Graph-based Active Learning

Seminar: 
Applied Mathematics
Event time: 
Tuesday, March 7, 2017 - 11:15am to 12:15pm
Location: 
LOM 206
Speaker: 
Dan Kushnir
Speaker affiliation: 
NOKIA Bell Labs
Event description: 

Active learning is concerned with the design of prediction algorithms which select labeled training samples that are expected to best reduce the label prediction error. An active learner queries those labels (from an annotator\oracle) either sequentially or in batch mode and re-learns a model after each query step. It has been shown that the active selection of training samples expedites the learning process over traditional semi-supervised learning (where arbitrary\random training sets are given), and is valuable in many realistic settings in which labels are scarce or expensive to obtain.
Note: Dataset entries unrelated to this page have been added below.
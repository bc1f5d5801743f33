use std::fs;
use std::io;
use std::path::{Path, PathBuf};
use std::sync::{Arc, Mutex};
use std::time::Duration;

use log::{info, warn};
use tokio::io::AsyncWriteExt;

use crate::config::ModelSource;
use crate::runtime::{create_session_builder, RuntimeConfig};

#[derive(Debug, thiserror::Error)]
pub enum ProvisionError {
    #[error("Download error: {0}")]
    Download(#[from] reqwest::Error),
    #[error("Download failed with HTTP status {0}")]
    HttpStatus(u16),
    #[error("IO error: {0}")]
    Io(#[from] io::Error),
    #[error("Artifact too small: {actual} bytes (min: {min} bytes)")]
    TooSmall { actual: u64, min: u64 },
    #[error("Reduced-precision derivation failed: {0}")]
    Reduction(String),
}

/// Provisioning lifecycle. Any unrecoverable error drops the machine back to
/// `Uninitialized`; repeated `ensure` calls on a valid artifact are a
/// `Ready -> Ready` no-op.
#[derive(Debug, Clone, Copy, PartialEq, Eq)]
pub enum ProvisionState {
    Uninitialized,
    Downloading,
    Verifying,
    Reducing,
    Ready,
}

/// Ensures model artifacts are present and plausible on disk.
///
/// Artifacts are downloaded to a temporary path and renamed into place on
/// completion, so a crash mid-write never leaves a truncated file at the
/// final path. Verification is a minimum-size sanity check only; the remote
/// publishes no checksum to pin against.
#[derive(Clone)]
pub struct ModelProvisioner {
    models_dir: PathBuf,
    timeout: Duration,
    state: Arc<Mutex<ProvisionState>>,
    download_lock: Arc<tokio::sync::Mutex<()>>,
}

impl ModelProvisioner {
    pub fn new<P: AsRef<Path>>(models_dir: P, timeout: Duration) -> io::Result<Self> {
        let models_dir = models_dir.as_ref().to_path_buf();
        fs::create_dir_all(&models_dir)?;
        Ok(Self {
            models_dir,
            timeout,
            state: Arc::new(Mutex::new(ProvisionState::Uninitialized)),
            download_lock: Arc::new(tokio::sync::Mutex::new(())),
        })
    }

    pub fn state(&self) -> ProvisionState {
        *self.state.lock().expect("provision state lock poisoned")
    }

    fn transition(&self, next: ProvisionState) {
        let mut state = self.state.lock().expect("provision state lock poisoned");
        if *state != next {
            info!("Provisioner state: {:?} -> {:?}", *state, next);
            *state = next;
        }
    }

    pub fn model_path(&self, source: &ModelSource) -> PathBuf {
        self.models_dir.join(&source.name)
    }

    pub fn tokenizer_path(&self, source: &ModelSource) -> Option<PathBuf> {
        source.tokenizer_url.as_ref().map(|_| {
            let stem = Path::new(&source.name)
                .file_stem()
                .and_then(|s| s.to_str())
                .unwrap_or("model");
            self.models_dir.join(format!("{}_tokenizer.json", stem))
        })
    }

    /// Path of the derived reduced-precision sibling of `source`.
    pub fn reduced_path(&self, source: &ModelSource) -> PathBuf {
        let stem = Path::new(&source.name)
            .file_stem()
            .and_then(|s| s.to_str())
            .unwrap_or("model");
        self.models_dir.join(format!("{}_reduced.onnx", stem))
    }

    pub fn is_provisioned(&self, source: &ModelSource) -> bool {
        let model_ok = self.verify_file(&self.model_path(source), source.min_bytes).is_ok();
        let tokenizer_ok = match self.tokenizer_path(source) {
            Some(path) => path.exists(),
            None => true,
        };
        model_ok && tokenizer_ok
    }

    /// Makes sure the artifact (and its tokenizer, if any) exists locally and
    /// passes the size check, downloading what is missing. Returns the model
    /// path.
    ///
    /// An existing-but-corrupt file is discarded and re-fetched once; a fresh
    /// download that still fails verification is deleted and surfaced as an
    /// error.
    pub async fn ensure(&self, source: &ModelSource) -> Result<PathBuf, ProvisionError> {
        let _guard = self.download_lock.lock().await;

        // Ready -> Ready self-loop: nothing to do for a valid artifact.
        if self.state() == ProvisionState::Ready && self.is_provisioned(source) {
            return Ok(self.model_path(source));
        }

        let result = self.ensure_inner(source).await;
        match &result {
            Ok(_) => self.transition(ProvisionState::Ready),
            Err(e) => {
                warn!("Provisioning {} failed: {}", source.name, e);
                self.transition(ProvisionState::Uninitialized);
            }
        }
        result
    }

    async fn ensure_inner(&self, source: &ModelSource) -> Result<PathBuf, ProvisionError> {
        let model_path = self.model_path(source);

        if model_path.exists() {
            self.transition(ProvisionState::Verifying);
            if let Err(e) = self.verify_file(&model_path, source.min_bytes) {
                warn!("Cached artifact {} failed verification ({}), re-fetching", source.name, e);
                fs::remove_file(&model_path)?;
                self.fetch_and_verify(&source.url, &model_path, source.min_bytes).await?;
            } else {
                info!("Artifact {} already present, skipping download", source.name);
            }
        } else {
            self.fetch_and_verify(&source.url, &model_path, source.min_bytes).await?;
        }

        if let (Some(url), Some(tokenizer_path)) =
            (source.tokenizer_url.as_deref(), self.tokenizer_path(source))
        {
            if !tokenizer_path.exists() {
                // Tokenizer definitions are small JSON files; the model's
                // minimum does not apply.
                self.fetch_and_verify(url, &tokenizer_path, 1).await?;
            }
        }

        Ok(model_path)
    }

    async fn fetch_and_verify(
        &self,
        url: &str,
        dest: &Path,
        min_bytes: u64,
    ) -> Result<(), ProvisionError> {
        self.transition(ProvisionState::Downloading);
        self.download_file(url, dest).await?;

        self.transition(ProvisionState::Verifying);
        if let Err(e) = self.verify_file(dest, min_bytes) {
            warn!("Downloaded file {} failed verification, deleting", dest.display());
            let _ = fs::remove_file(dest);
            return Err(e);
        }
        info!("Artifact downloaded and verified: {}", dest.display());
        Ok(())
    }

    /// Streams `url` into a sibling `.part` file and renames it into place.
    /// The partial file is removed on any failure.
    async fn download_file(&self, url: &str, dest: &Path) -> Result<(), ProvisionError> {
        if let Some(parent) = dest.parent() {
            fs::create_dir_all(parent)?;
        }

        let file_name = dest.file_name().and_then(|n| n.to_str()).unwrap_or("artifact");
        let tmp_path = dest.with_file_name(format!("{}.part", file_name));

        info!("Downloading {} to {}", url, dest.display());
        let result = self.stream_to_file(url, &tmp_path).await;

        match result {
            Ok(()) => {
                fs::rename(&tmp_path, dest)?;
                Ok(())
            }
            Err(e) => {
                if tmp_path.exists() {
                    let _ = fs::remove_file(&tmp_path);
                }
                Err(e)
            }
        }
    }

    async fn stream_to_file(&self, url: &str, tmp_path: &Path) -> Result<(), ProvisionError> {
        let client = reqwest::Client::builder().timeout(self.timeout).build()?;
        let mut response = client.get(url).send().await?;
        if !response.status().is_success() {
            return Err(ProvisionError::HttpStatus(response.status().as_u16()));
        }

        let mut file = tokio::fs::File::create(tmp_path).await?;
        let mut downloaded: u64 = 0;
        while let Some(chunk) = response.chunk().await? {
            file.write_all(&chunk).await?;
            downloaded += chunk.len() as u64;
        }
        file.flush().await?;
        info!("Downloaded {} bytes", downloaded);
        Ok(())
    }

    fn verify_file(&self, path: &Path, min_bytes: u64) -> Result<(), ProvisionError> {
        let actual = fs::metadata(path)?.len();
        if actual < min_bytes {
            return Err(ProvisionError::TooSmall { actual, min: min_bytes });
        }
        Ok(())
    }

    pub fn remove(&self, source: &ModelSource) -> Result<(), ProvisionError> {
        for path in [
            Some(self.model_path(source)),
            Some(self.reduced_path(source)),
            self.tokenizer_path(source),
        ]
        .into_iter()
        .flatten()
        {
            if path.exists() {
                fs::remove_file(&path)?;
            }
        }
        self.transition(ProvisionState::Uninitialized);
        Ok(())
    }

    /// Derives the reduced-precision artifact once, reusing an existing one.
    ///
    /// The runtime exposes no dynamic quantizer, so the derived artifact is
    /// the serialized optimized graph. Callers treat failure as non-fatal and
    /// keep using the full-precision model.
    pub fn ensure_reduced(
        &self,
        source: &ModelSource,
        runtime_config: &RuntimeConfig,
    ) -> Result<PathBuf, ProvisionError> {
        let reduced = self.reduced_path(source);
        if reduced.exists() {
            return Ok(reduced);
        }

        self.transition(ProvisionState::Reducing);
        info!("Deriving reduced-precision artifact at {}", reduced.display());

        let build = create_session_builder(runtime_config)
            .and_then(|builder| builder.with_optimized_model_path(&reduced))
            .and_then(|builder| builder.commit_from_file(&self.model_path(source)));

        match build {
            Ok(_session) => {
                self.verify_file(&reduced, source.min_bytes)?;
                info!("Reduced-precision artifact ready");
                Ok(reduced)
            }
            Err(e) => {
                if reduced.exists() {
                    let _ = fs::remove_file(&reduced);
                }
                Err(ProvisionError::Reduction(e.to_string()))
            }
        }
    }
}
use crate::imaging::ImageError;
use crate::provisioner::ProvisionError;

/// Errors surfaced by the classifier engine.
///
/// Build-time failures (`Download`, `ModelLoad`) are fatal to the instance;
/// per-call failures (`InvalidImage`, `Inference`) affect only that call.
#[derive(Debug, thiserror::Error)]
pub enum ClassifierError {
    #[error("Invalid image: {0}")]
    InvalidImage(#[from] ImageError),
    #[error("Model provisioning failed: {0}")]
    Download(#[from] ProvisionError),
    #[error("Model load failed: {0}")]
    ModelLoad(String),
    #[error("Inference error: {0}")]
    Inference(String),
}
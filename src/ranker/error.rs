use crate::provisioner::ProvisionError;

/// Internal ranker failures.
///
/// None of these escape [`extract_features`](super::FeatureRanker::extract_features):
/// the public contract is best-effort enrichment, so per-call errors collapse
/// into an empty result at the surface.
#[derive(Debug, thiserror::Error)]
pub enum RankerError {
    #[error("No descriptors available for class '{0}'")]
    NoFeatures(String),
    #[error("Tokenizer error: {0}")]
    Tokenizer(String),
    #[error("Encoder model error: {0}")]
    Model(String),
    #[error("Encoder provisioning failed: {0}")]
    Provision(#[from] ProvisionError),
    #[error("IO error: {0}")]
    Io(#[from] std::io::Error),
}
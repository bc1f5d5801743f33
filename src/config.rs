use std::env;
use std::path::PathBuf;
use std::str::FromStr;
use std::time::Duration;

use serde::{Deserialize, Serialize};

use crate::wound::Language;

/// Default remote location of the wound classification network.
const DEFAULT_MODEL_URL: &str =
    "https://huggingface.co/PogusTheWhisper/Surgicare-ALB-fold4-stage3/resolve/main/topdown_model_fold4_stage3_opset_20.onnx";

/// Default remote location of the text-encoder export used for descriptor
/// ranking (ONNX model plus its tokenizer definition).
const DEFAULT_ENCODER_URL: &str =
    "https://huggingface.co/microsoft/BiomedVLP-BioViL-T/resolve/main/onnx/model.onnx";
const DEFAULT_TOKENIZER_URL: &str =
    "https://huggingface.co/microsoft/BiomedVLP-BioViL-T/resolve/main/tokenizer.json";

/// Any artifact smaller than this is treated as a truncated download.
const DEFAULT_MIN_ARTIFACT_BYTES: u64 = 1024;

/// Compute device requested for model execution.
///
/// `Auto` resolves to the accelerated backend when the runtime reports it
/// available, otherwise CPU.
#[derive(Debug, Clone, Copy, PartialEq, Eq, Default, Serialize, Deserialize)]
#[serde(rename_all = "lowercase")]
pub enum Device {
    #[default]
    Auto,
    Cuda,
    Cpu,
}

impl FromStr for Device {
    type Err = String;

    fn from_str(s: &str) -> Result<Self, Self::Err> {
        match s.to_ascii_lowercase().as_str() {
            "auto" => Ok(Device::Auto),
            "cuda" | "gpu" => Ok(Device::Cuda),
            "cpu" => Ok(Device::Cpu),
            other => Err(format!("unknown device: {} (expected auto, cuda or cpu)", other)),
        }
    }
}

/// Identity of a remote model artifact: where to fetch it and how small a
/// downloaded file may be before it is treated as corrupt.
#[derive(Debug, Clone, Serialize, Deserialize)]
pub struct ModelSource {
    /// File name under the local models directory.
    pub name: String,
    /// Remote URL of the canonical artifact.
    pub url: String,
    /// Optional tokenizer definition fetched alongside the model.
    pub tokenizer_url: Option<String>,
    /// Minimum plausible artifact size in bytes.
    pub min_bytes: u64,
}

impl ModelSource {
    /// The wound classification network.
    pub fn wound_model() -> Self {
        Self {
            name: "wound_model_fp32.onnx".to_string(),
            url: env::var("WOUNDSIGHT_MODEL_URL").unwrap_or_else(|_| DEFAULT_MODEL_URL.to_string()),
            tokenizer_url: None,
            min_bytes: DEFAULT_MIN_ARTIFACT_BYTES,
        }
    }

    /// The text encoder used for descriptor ranking.
    pub fn text_encoder() -> Self {
        Self {
            name: "feature_encoder.onnx".to_string(),
            url: env::var("WOUNDSIGHT_ENCODER_URL")
                .unwrap_or_else(|_| DEFAULT_ENCODER_URL.to_string()),
            tokenizer_url: Some(
                env::var("WOUNDSIGHT_TOKENIZER_URL")
                    .unwrap_or_else(|_| DEFAULT_TOKENIZER_URL.to_string()),
            ),
            min_bytes: DEFAULT_MIN_ARTIFACT_BYTES,
        }
    }
}

/// Returns the default cache directory for model artifacts and derived files.
pub fn default_cache_dir() -> PathBuf {
    // 1. Check environment variable
    if let Ok(path) = env::var("WOUNDSIGHT_CACHE") {
        return PathBuf::from(path);
    }

    // 2. Use platform-specific cache directory
    if let Some(cache_dir) = dirs::cache_dir() {
        return cache_dir.join("woundsight");
    }

    // 3. Fallback to user's home directory
    if let Some(home_dir) = dirs::home_dir() {
        return home_dir.join(".cache").join("woundsight");
    }

    // 4. If all else fails, use system temp directory (platform agnostic)
    env::temp_dir().join("woundsight")
}

/// Configuration for the classifier engine.
#[derive(Debug, Clone)]
pub struct ClassifierConfig {
    /// Directory holding downloaded and derived model artifacts.
    pub cache_dir: PathBuf,
    /// Requested compute device.
    pub device: Device,
    /// Derive and prefer a reduced-precision artifact on accelerated devices.
    pub use_reduced_precision: bool,
    /// Enable graph optimizations in the runtime session.
    pub enable_optimizations: bool,
    /// Timeout for the one-time model download.
    pub download_timeout: Duration,
    /// Where the model comes from.
    pub source: ModelSource,
}

impl Default for ClassifierConfig {
    fn default() -> Self {
        Self {
            cache_dir: default_cache_dir().join("models"),
            device: env_parse("WOUNDSIGHT_DEVICE", Device::Auto),
            use_reduced_precision: env_parse("WOUNDSIGHT_USE_REDUCED_PRECISION", true),
            enable_optimizations: true,
            download_timeout: Duration::from_secs(env_parse("WOUNDSIGHT_DOWNLOAD_TIMEOUT", 300u64)),
            source: ModelSource::wound_model(),
        }
    }
}

/// Configuration for the feature ranker.
#[derive(Debug, Clone)]
pub struct RankerConfig {
    /// Directory holding the encoder artifacts.
    pub model_dir: PathBuf,
    /// Directory holding persisted embedding batches.
    pub feature_cache_dir: PathBuf,
    /// Whether embedding batches are persisted at all.
    pub enable_caching: bool,
    /// Requested compute device.
    pub device: Device,
    /// Descriptors scoring below this are dropped.
    pub similarity_threshold: f32,
    /// Default number of descriptors returned when the caller passes none.
    pub max_features: usize,
    /// Language used when the caller passes none.
    pub default_language: Language,
    /// Timeout for the one-time encoder download.
    pub download_timeout: Duration,
    /// Where the encoder comes from.
    pub source: ModelSource,
}

impl Default for RankerConfig {
    fn default() -> Self {
        Self {
            model_dir: default_cache_dir().join("models"),
            feature_cache_dir: default_cache_dir().join("features"),
            enable_caching: env_parse("WOUNDSIGHT_USE_DISK_CACHE", true),
            device: env_parse("WOUNDSIGHT_DEVICE", Device::Auto),
            similarity_threshold: env_parse("WOUNDSIGHT_SIMILARITY_THRESHOLD", 0.3f32),
            max_features: env_parse("WOUNDSIGHT_MAX_FEATURES", 10usize),
            default_language: env_parse("WOUNDSIGHT_LANGUAGE", Language::En),
            download_timeout: Duration::from_secs(env_parse("WOUNDSIGHT_DOWNLOAD_TIMEOUT", 300u64)),
            source: ModelSource::text_encoder(),
        }
    }
}

/// Size and format constraints applied to input images.
#[derive(Debug, Clone, Copy, Serialize, Deserialize)]
pub struct ImagingLimits {
    /// Hard cap on input file size in bytes.
    pub max_file_bytes: u64,
    /// Minimum width and height in pixels.
    pub min_dimension: u32,
}

impl Default for ImagingLimits {
    fn default() -> Self {
        Self {
            max_file_bytes: env_parse("WOUNDSIGHT_MAX_IMAGE_SIZE", 10 * 1024 * 1024u64),
            min_dimension: 32,
        }
    }
}

fn env_parse<T: FromStr + Copy>(key: &str, default: T) -> T {
    match env::var(key) {
        Ok(raw) => raw.parse().unwrap_or(default),
        Err(_) => default,
    }
}
//! Text embedding over the ONNX encoder export.
//!
//! The encoder accepts `input_ids` and `attention_mask`, and its first
//! output holds token-level embeddings whose first-token row serves as the
//! sentence vector. Batched encoding pads every sequence to the longest in
//! the batch.

use std::collections::HashMap;
use std::path::Path;
use std::sync::Mutex;

use log::info;
use ndarray::{Array1, Array2};
use ort::session::Session;
use ort::value::Tensor;
use tokenizers::Tokenizer;

use super::error::RankerError;
use crate::config::Device;
use crate::runtime::{create_session, RuntimeConfig};

pub struct TextEncoder {
    session: Mutex<Session>,
    tokenizer: Tokenizer,
}

impl TextEncoder {
    /// Loads the tokenizer and encoder session. This is the heavy, one-time
    /// step; the loaded encoder is reused for the component's lifetime.
    pub fn load(
        model_path: &Path,
        tokenizer_path: &Path,
        runtime_config: &RuntimeConfig,
        device: Device,
    ) -> Result<Self, RankerError> {
        let tokenizer = Tokenizer::from_file(tokenizer_path)
            .map_err(|e| RankerError::Tokenizer(format!("Failed to load tokenizer: {}", e)))?;

        let session = create_session(model_path, runtime_config, device)
            .map_err(|e| RankerError::Model(format!("Failed to load encoder: {}", e)))?;
        if session.inputs.len() < 2 {
            return Err(RankerError::Model(format!(
                "Encoder must accept input_ids and attention_mask, found {} inputs",
                session.inputs.len()
            )));
        }
        if session.outputs.is_empty() {
            return Err(RankerError::Model("Encoder has no outputs".to_string()));
        }

        info!("Text encoder loaded from {}", model_path.display());
        Ok(Self { session: Mutex::new(session), tokenizer })
    }

    /// Encodes a batch of texts into L2-normalized embedding vectors, one
    /// forward pass for the whole batch.
    pub fn encode_batch(&self, texts: &[&str]) -> Result<Vec<Array1<f32>>, RankerError> {
        if texts.is_empty() {
            return Ok(Vec::new());
        }

        let encodings = texts
            .iter()
            .map(|text| {
                self.tokenizer
                    .encode(*text, true)
                    .map_err(|e| RankerError::Tokenizer(e.to_string()))
            })
            .collect::<Result<Vec<_>, _>>()?;

        let max_len = encodings.iter().map(|enc| enc.get_ids().len()).max().unwrap_or(0);
        if max_len == 0 {
            return Err(RankerError::Tokenizer("empty encodings for batch".to_string()));
        }

        let mut input_ids = Vec::with_capacity(texts.len() * max_len);
        let mut attention_mask = Vec::with_capacity(texts.len() * max_len);
        for encoding in &encodings {
            let ids = encoding.get_ids();
            let mask = encoding.get_attention_mask();
            input_ids.extend(ids.iter().map(|&id| id as i64));
            attention_mask.extend(mask.iter().map(|&m| m as i64));

            let padding = max_len - ids.len();
            input_ids.extend(std::iter::repeat(0i64).take(padding));
            attention_mask.extend(std::iter::repeat(0i64).take(padding));
        }

        let ids_array = Array2::from_shape_vec((texts.len(), max_len), input_ids)
            .map_err(|e| RankerError::Model(format!("Failed to create input array: {}", e)))?;
        let mask_array = Array2::from_shape_vec((texts.len(), max_len), attention_mask)
            .map_err(|e| RankerError::Model(format!("Failed to create mask array: {}", e)))?;

        let ids_dyn = ids_array.into_dyn();
        let ids_view = ids_dyn.as_standard_layout();
        let mask_dyn = mask_array.into_dyn();
        let mask_view = mask_dyn.as_standard_layout();

        let mut input_tensors = HashMap::new();
        input_tensors.insert(
            "input_ids",
            Tensor::from_array(&ids_view)
                .map_err(|e| RankerError::Model(format!("Failed to create input tensor: {}", e)))?,
        );
        input_tensors.insert(
            "attention_mask",
            Tensor::from_array(&mask_view)
                .map_err(|e| RankerError::Model(format!("Failed to create mask tensor: {}", e)))?,
        );

        let session = self
            .session
            .lock()
            .map_err(|_| RankerError::Model("encoder session lock poisoned".to_string()))?;
        let outputs = session
            .run(input_tensors)
            .map_err(|e| RankerError::Model(format!("Failed to run encoder: {}", e)))?;
        let output = outputs[0]
            .try_extract_tensor::<f32>()
            .map_err(|e| RankerError::Model(format!("Failed to extract output: {}", e)))?;

        let mut embeddings = Vec::with_capacity(texts.len());
        for i in 0..texts.len() {
            let row: Array1<f32> = match output.ndim() {
                // Token-level output: first token's row is the sentence vector.
                3 => Array1::from_iter(output.slice(ndarray::s![i, 0, ..]).iter().cloned()),
                // Already pooled.
                2 => Array1::from_iter(output.slice(ndarray::s![i, ..]).iter().cloned()),
                n => {
                    return Err(RankerError::Model(format!(
                        "unexpected encoder output rank {} (shape {:?})",
                        n,
                        output.shape()
                    )))
                }
            };
            embeddings.push(normalize_vector(&row));
        }

        Ok(embeddings)
    }

    /// Encodes a single text.
    pub fn encode(&self, text: &str) -> Result<Array1<f32>, RankerError> {
        let mut batch = self.encode_batch(&[text])?;
        batch
            .pop()
            .ok_or_else(|| RankerError::Model("encoder returned empty batch".to_string()))
    }
}

pub(crate) fn normalize_vector(vec: &Array1<f32>) -> Array1<f32> {
    let norm: f32 = vec.iter().map(|&x| x * x).sum::<f32>().sqrt();
    if norm > 1e-10 {
        vec / norm
    } else {
        Array1::zeros(vec.len())
    }
}

pub(crate) fn dot(a: &Array1<f32>, b: &Array1<f32>) -> f32 {
    a.dot(b)
}

#[cfg(test)]
mod tests {
    use super::*;

    #[test]
    fn test_normalize_vector_unit_length() {
        let v = Array1::from_vec(vec![3.0, 4.0]);
        let n = normalize_vector(&v);
        assert!((n.dot(&n).sqrt() - 1.0).abs() < 1e-6);
        assert!((n[0] - 0.6).abs() < 1e-6);
        assert!((n[1] - 0.8).abs() < 1e-6);
    }

    #[test]
    fn test_normalize_zero_vector_stays_zero() {
        let v = Array1::from_vec(vec![0.0, 0.0, 0.0]);
        let n = normalize_vector(&v);
        assert!(n.iter().all(|&x| x == 0.0));
    }

    #[test]
    fn test_normalized_self_similarity_is_one() {
        let v = normalize_vector(&Array1::from_vec(vec![0.2, -0.7, 1.3, 0.05]));
        assert!((dot(&v, &v) - 1.0).abs() < 1e-6);
    }
}
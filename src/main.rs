use std::path::PathBuf;
use std::sync::Arc;
use std::time::Instant;

use anyhow::Result;
use clap::Parser;
use log::info;
use woundsight::{
    AnalysisPipeline, ClassifierConfig, FeatureRanker, Language, ModelProvisioner, RankerConfig,
    WoundClassifier,
};

#[derive(Parser)]
#[command(author, version, about, long_about = None)]
struct Args {
    /// Path to the wound photograph to analyze
    image: PathBuf,

    /// Output language for labels and descriptors
    #[arg(short, long, default_value = "en")]
    language: Language,

    /// Number of descriptors to return
    #[arg(short = 'k', long, default_value_t = 10)]
    top_k: usize,

    /// Force a fresh download of the model artifacts
    #[arg(short, long)]
    fresh: bool,

    /// Fall back to a simulated result if inference fails
    #[arg(long)]
    simulate_on_failure: bool,
}

#[tokio::main]
async fn main() -> Result<()> {
    woundsight::init_logger();
    let args = Args::parse();

    let classifier_config = ClassifierConfig::default();
    let ranker_config = RankerConfig::default();

    if args.fresh {
        info!("Fresh download requested - removing any existing model files...");
        let provisioner = ModelProvisioner::new(
            &classifier_config.cache_dir,
            classifier_config.download_timeout,
        )?;
        provisioner.remove(&classifier_config.source)?;
        provisioner.remove(&ranker_config.source)?;
    }

    let start_time = Instant::now();
    info!("Building classifier...");
    let classifier = Arc::new(WoundClassifier::builder().build().await?);
    info!("Classifier ready (took {:.2?})", start_time.elapsed());

    let ranker = Arc::new(FeatureRanker::new(ranker_config)?);

    let pipeline = AnalysisPipeline::new(classifier.clone(), ranker, args.language)
        .with_top_k(args.top_k)
        .with_simulation_fallback(args.simulate_on_failure);

    let analysis = pipeline.analyze(&args.image).await?;

    println!("\nResults for {}:", args.image.display());
    println!("  Predicted class: {} ({:.1}%)", analysis.label, analysis.confidence * 100.0);
    if analysis.simulated {
        println!("  (simulated - inference was unavailable)");
    }

    println!("  Probabilities:");
    let mut probabilities = analysis.probabilities.clone();
    probabilities.sort_by(|a, b| b.1.partial_cmp(&a.1).unwrap_or(std::cmp::Ordering::Equal));
    for (label, probability) in probabilities {
        println!("    {}: {:.1}%", label, probability * 100.0);
    }

    if analysis.features.is_empty() {
        println!("  No descriptors available");
    } else {
        println!("  Descriptors:");
        for feature in &analysis.features {
            println!("    {:.2}  {}", feature.score, feature.text);
        }
    }

    if let Some(stats) = classifier.performance_stats() {
        info!(
            "Inference latency: mean {:.3}s over {} prediction(s)",
            stats.mean, stats.count
        );
    }
    info!("Total time: {:.2?}", start_time.elapsed());

    Ok(())
}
I will present two graph-based active learners for the task of classification and for the task of community-detection in networks, time permitting. The first learner is based on a label diffusion framework in graphs for classification in which diffusion kernels are adapted to the geometry of the labeling function to be reconstructed. This adaptation allows for a very efficient active-query criterion for most uncertain data points and introduces a 5000X speed-up over state-of-the-art active learners. The second active learner is based on a maximum-likelihood framework for the recovery of communities in networks where the nodes are assumed to have labels associated with them (permutation invariant). We investigate the performance of active community detection in light of the known (unsupervised) community recovery bounds for the benchmarked Block-Stochastic Model (SBM). We demonstrate how in practice active learning allows to achieve below-detection-bound recovery for SBM. I will present applications involving detection of organizational and social community structure based on in-building WiFi-based mobile-device collocation networks, and more.